EXERCISE DIRECTIONS
Find the word "ArrayMap" in the records and copy every line where it occurs.

Records from a data collection
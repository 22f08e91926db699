// ChainedMap unit test suite (public API only).
//
// Each test documents what behavior is being verified and which
// invariants are assumed or asserted. The core invariants exercised:
// - Size: len() equals the number of distinct keys and the number of
//   entries a full iteration yields.
// - Overwrite: put on an existing key replaces the value in place.
// - Resize: the load check runs before insertion; the grown table holds
//   every previous entry.
// - Null key: `None` keys live in their own reserved slot and are never
//   removed by `remove`.
// - Iteration: empty maps report no next entry; exhaustion is an error
//   from `try_next`.
use chained_hashmap::{
    ArrayMap, Bucket, ChainedMap, Config, ConfigError, DefaultFactory, Error, MapKey,
};
use std::borrow::Borrow;
use std::collections::vec_deque;
use std::collections::VecDeque;
use std::hash::{BuildHasher, Hasher};

// Hashes integers to themselves so slots are predictable.
#[derive(Clone, Copy, Default)]
struct IdentityBuildHasher;
struct IdentityHasher(u64);
impl BuildHasher for IdentityBuildHasher {
    type Hasher = IdentityHasher;
    fn build_hasher(&self) -> Self::Hasher {
        IdentityHasher(0)
    }
}
impl Hasher for IdentityHasher {
    fn write(&mut self, bytes: &[u8]) {
        for &b in bytes {
            self.0 = (self.0 << 8) | u64::from(b);
        }
    }
    fn write_u64(&mut self, n: u64) {
        self.0 = n;
    }
    fn finish(&self) -> u64 {
        self.0
    }
}

// Every key hashes to the same slot.
#[derive(Clone, Copy, Default)]
struct ConstBuildHasher;
struct ConstHasher;
impl BuildHasher for ConstBuildHasher {
    type Hasher = ConstHasher;
    fn build_hasher(&self) -> Self::Hasher {
        ConstHasher
    }
}
impl Hasher for ConstHasher {
    fn write(&mut self, _bytes: &[u8]) {}
    fn finish(&self) -> u64 {
        0
    }
}

type IdentityMap<V> =
    ChainedMap<u64, V, ArrayMap<u64, V>, DefaultFactory<ArrayMap<u64, V>>, IdentityBuildHasher>;

// Test: threshold 1.0, 2 slots, buckets of 2.
// Assumes: keys 0 and 2 share slot 0 under the identity hash.
// Verifies: the third put sees 2/2 >= 1.0, doubles to 4 slots first, and
// every key is retrievable afterwards.
#[test]
fn third_insert_resizes_to_four_slots() {
    let mut m: IdentityMap<&str> = ChainedMap::builder()
        .resize_threshold(1.0)
        .initial_slot_count(2)
        .bucket_initial_capacity(2)
        .with_hasher(IdentityBuildHasher)
        .build()
        .expect("valid config");

    m.put(0, "a");
    m.put(2, "b");
    assert_eq!(m.slot_count(), 2);
    assert_eq!(m.load_factor(), 1.0);

    m.put(1, "c");
    assert_eq!(m.slot_count(), 4);
    assert_eq!(m.len(), 3);
    assert_eq!(m.get(&0), Some(&"a"));
    assert_eq!(m.get(&2), Some(&"b"));
    assert_eq!(m.get(&1), Some(&"c"));
}

// Test: null key round trip.
// Verifies: put(None) / get(None) / contains_key(None) work like any key;
// remove(None) returns None and keeps the entry.
#[test]
fn null_key_round_trip() {
    let mut m: ChainedMap<Option<&str>, &str> = ChainedMap::new();
    assert_eq!(m.put(None, "x"), None);
    assert_eq!(m.get(&None), Some(&"x"));
    assert!(m.contains_key(&None));
    assert_eq!(m.put(None, "y"), Some("x"));
    assert_eq!(m.len(), 1);

    m.put(Some("k"), "v");
    assert_eq!(m.remove(&None), None);
    assert_eq!(m.len(), 2);
    assert_eq!(m.get(&None), Some(&"y"));
    assert_eq!(m.remove(&Some("k")), Some("v"));
    assert_eq!(m.len(), 1);
}

// Test: empty iteration.
// Verifies: has_next is false immediately; try_next reports Exhausted.
#[test]
fn empty_map_iterates_nothing() {
    let m: ChainedMap<u32, u32> = ChainedMap::new();
    let mut it = m.iter();
    assert!(!it.has_next());
    assert_eq!(it.len(), 0);
    assert_eq!(it.try_next(), Err(Error::Exhausted));
    assert_eq!(m.iter().count(), 0);
}

// Test: exhausting a populated iterator.
// Verifies: try_next walks every entry, then fails with Exhausted.
#[test]
fn try_next_exhausts_after_last_entry() {
    let m: ChainedMap<u32, u32> = (0..3).map(|k| (k, k * 2)).collect();
    let mut it = m.iter();
    let mut seen = Vec::new();
    while it.has_next() {
        let (k, v) = it.try_next().expect("has_next promised an entry");
        seen.push((*k, *v));
    }
    seen.sort();
    assert_eq!(seen, vec![(0, 0), (1, 2), (2, 4)]);
    assert_eq!(it.try_next(), Err(Error::Exhausted));
    assert_eq!(it.try_next(), Err(Error::Exhausted));
}

// Test: overwrite semantics.
// Verifies: the second put returns the first value; len is unchanged.
#[test]
fn overwrite_returns_previous_value() {
    let mut m: ChainedMap<String, i32> = ChainedMap::new();
    assert_eq!(m.put("k".to_string(), 1), None);
    assert_eq!(m.put("k".to_string(), 2), Some(1));
    assert_eq!(m.len(), 1);
    assert_eq!(m.get("k"), Some(&2));
}

// Test: absent removal.
// Verifies: remove of a missing key returns None and leaves len alone,
// both for a never-touched slot and for a populated one.
#[test]
fn remove_absent_key_is_noop() {
    let mut m: IdentityMap<i32> = ChainedMap::builder()
        .initial_slot_count(4)
        .with_hasher(IdentityBuildHasher)
        .build()
        .expect("valid config");
    m.put(1, 10);
    assert_eq!(m.remove(&2), None);
    assert_eq!(m.remove(&5), None, "same slot as 1, different key");
    assert_eq!(m.len(), 1);
    assert_eq!(m.remove(&1), Some(10));
    assert_eq!(m.remove(&1), None);
    assert!(m.is_empty());
}

// Test: clear.
// Verifies: len is 0, iteration is empty, and the map stays usable.
#[test]
fn clear_empties_map() {
    let mut m: ChainedMap<u32, u32> = ChainedMap::new();
    m.extend((0..50).map(|k| (k, k)));
    assert_eq!(m.len(), 50);
    let slots = m.slot_count();
    m.clear();
    assert_eq!(m.len(), 0);
    assert!(m.is_empty());
    assert_eq!(m.iter().count(), 0);
    assert_eq!(m.slot_count(), slots);
    m.put(7, 7);
    assert_eq!(m.get(&7), Some(&7));
}

// Test: growth under many insertions.
// Verifies: every key survives repeated resizes; the slot count is the
// initial 5 doubled (5 -> 1280 for 1000 keys at threshold 1.0).
#[test]
fn many_inserts_survive_resizes() {
    let mut m: ChainedMap<u64, u64> = ChainedMap::new();
    for k in 0..1_000u64 {
        m.put(k, k * k);
    }
    assert_eq!(m.len(), 1_000);
    assert_eq!(m.slot_count(), 1_280);
    for k in 0..1_000u64 {
        assert_eq!(m.get(&k), Some(&(k * k)));
    }
    assert_eq!(m.iter().count(), 1_000);
}

// Test: invalid configuration.
// Verifies: each non-positive parameter is rejected with its own variant.
#[test]
fn invalid_config_is_rejected() {
    let err = ChainedMap::<u8, u8>::with_config(Config::default().with_resize_threshold(-1.0));
    assert!(matches!(
        err,
        Err(Error::InvalidConfig(ConfigError::ResizeThreshold(_)))
    ));
    let err = ChainedMap::<u8, u8>::with_params(1.0, 0, 3);
    assert!(matches!(
        err,
        Err(Error::InvalidConfig(ConfigError::InitialSlotCount))
    ));
    let err = ChainedMap::<u8, u8>::builder().bucket_initial_capacity(0).build();
    assert!(matches!(
        err,
        Err(Error::InvalidConfig(ConfigError::BucketInitialCapacity))
    ));
}

// Test: standard traits.
// Verifies: FromIterator, Eq across different insertion histories, Keys
// and Values, and owned iteration.
#[test]
fn collection_traits() {
    let a: ChainedMap<u32, char> = [(1, 'a'), (2, 'b'), (3, 'c')].into_iter().collect();
    let mut b: ChainedMap<u32, char> = ChainedMap::with_params(0.5, 1, 1).expect("valid");
    b.put(3, 'c');
    b.put(1, 'z');
    b.put(2, 'b');
    assert_ne!(a, b);
    b.put(1, 'a');
    assert_eq!(a, b);

    let mut keys: Vec<u32> = a.keys().copied().collect();
    keys.sort();
    assert_eq!(keys, vec![1, 2, 3]);
    let mut values: Vec<char> = a.values().copied().collect();
    values.sort();
    assert_eq!(values, vec!['a', 'b', 'c']);

    let mut by_ref = 0;
    for (_k, _v) in &a {
        by_ref += 1;
    }
    assert_eq!(by_ref, 3);

    let mut owned: Vec<(u32, char)> = b.into_iter().collect();
    owned.sort();
    assert_eq!(owned, vec![(1, 'a'), (2, 'b'), (3, 'c')]);
}

// Custom key type opting into MapKey with the default (never null).
#[derive(Clone, Copy, Debug, PartialEq, Eq, Hash)]
struct UserId(u32);
impl MapKey for UserId {}

#[test]
fn custom_key_type() {
    let mut m: ChainedMap<UserId, &str> = ChainedMap::new();
    m.put(UserId(7), "seven");
    assert_eq!(m.get(&UserId(7)), Some(&"seven"));
    assert_eq!(m.remove(&UserId(7)), Some("seven"));
    assert!(m.is_empty());
}

// Bucket that keeps the newest entry first, to show iteration follows the
// bucket's own order.
struct FrontBucket<K, V>(VecDeque<(K, V)>);

struct FrontIter<'a, K, V>(vec_deque::Iter<'a, (K, V)>);

impl<'a, K, V> Iterator for FrontIter<'a, K, V> {
    type Item = (&'a K, &'a V);
    fn next(&mut self) -> Option<Self::Item> {
        self.0.next().map(|(k, v)| (k, v))
    }
}

impl<K, V> IntoIterator for FrontBucket<K, V> {
    type Item = (K, V);
    type IntoIter = vec_deque::IntoIter<(K, V)>;
    fn into_iter(self) -> Self::IntoIter {
        self.0.into_iter()
    }
}

impl<K: Eq, V> FrontBucket<K, V> {
    fn position<Q>(&self, key: &Q) -> Option<usize>
    where
        K: Borrow<Q>,
        Q: ?Sized + Eq,
    {
        self.0.iter().position(|(k, _)| k.borrow() == key)
    }
}

impl<K: Eq, V> Bucket<K, V> for FrontBucket<K, V> {
    type Iter<'a>
        = FrontIter<'a, K, V>
    where
        Self: 'a,
        K: 'a,
        V: 'a;

    fn with_capacity(capacity: usize) -> Self {
        FrontBucket(VecDeque::with_capacity(capacity))
    }

    fn get<Q>(&self, key: &Q) -> Option<&V>
    where
        K: Borrow<Q>,
        Q: ?Sized + Eq,
    {
        self.position(key).map(|i| &self.0[i].1)
    }

    fn get_mut<Q>(&mut self, key: &Q) -> Option<&mut V>
    where
        K: Borrow<Q>,
        Q: ?Sized + Eq,
    {
        let i = self.position(key)?;
        Some(&mut self.0[i].1)
    }

    fn put(&mut self, key: K, value: V) -> Option<V> {
        match self.position(&key) {
            Some(i) => Some(std::mem::replace(&mut self.0[i].1, value)),
            None => {
                self.0.push_front((key, value));
                None
            }
        }
    }

    fn remove<Q>(&mut self, key: &Q) -> Option<V>
    where
        K: Borrow<Q>,
        Q: ?Sized + Eq,
    {
        let i = self.position(key)?;
        self.0.remove(i).map(|(_, v)| v)
    }

    fn len(&self) -> usize {
        self.0.len()
    }

    fn iter(&self) -> Self::Iter<'_> {
        FrontIter(self.0.iter())
    }
}

// Test: pluggable bucket via a factory closure.
// Assumes: the constant hasher puts every key into slot 0.
// Verifies: the factory's bucket type is used and iteration follows its
// order (newest first).
#[test]
fn custom_bucket_factory() {
    let mut m: ChainedMap<u32, &str, FrontBucket<u32, &str>, _, _> = ChainedMap::builder()
        .with_hasher(ConstBuildHasher)
        .with_bucket_factory(|cap: usize| FrontBucket(VecDeque::with_capacity(cap)))
        .build()
        .expect("valid config");
    m.put(1, "one");
    m.put(2, "two");
    m.put(3, "three");
    assert_eq!(m.slot_count(), 5);
    let keys: Vec<u32> = m.keys().copied().collect();
    assert_eq!(keys, vec![3, 2, 1]);
    assert_eq!(m.remove(&2), Some("two"));
    assert_eq!(m.len(), 2);
    assert_eq!(m.get(&1), Some(&"one"));
}

// Test: collecting into a map with a non-default hasher.
// Assumes: the identity hash places key k in slot k % slot_count.
// Verifies: FromIterator is available for any `S: BuildHasher + Default`
// and resizes like repeated puts.
#[test]
fn collect_into_custom_hasher_map() {
    let m: IdentityMap<char> = (0..6u64).zip("abcdef".chars()).collect();
    assert_eq!(m.len(), 6);
    assert_eq!(m.slot_count(), 10);
    assert_eq!(m.get(&5), Some(&'f'));
    let keys: Vec<u64> = m.keys().copied().collect();
    assert_eq!(keys, vec![0, 1, 2, 3, 4, 5]);
}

OUTPUT OF THE TASK
    ArrayMap, Bucket, ChainedMap, Config, ConfigError, DefaultFactory, Error, MapKey,
    ChainedMap<u64, V, ArrayMap<u64, V>, DefaultFactory<ArrayMap<u64, V>>, IdentityBuildHasher>;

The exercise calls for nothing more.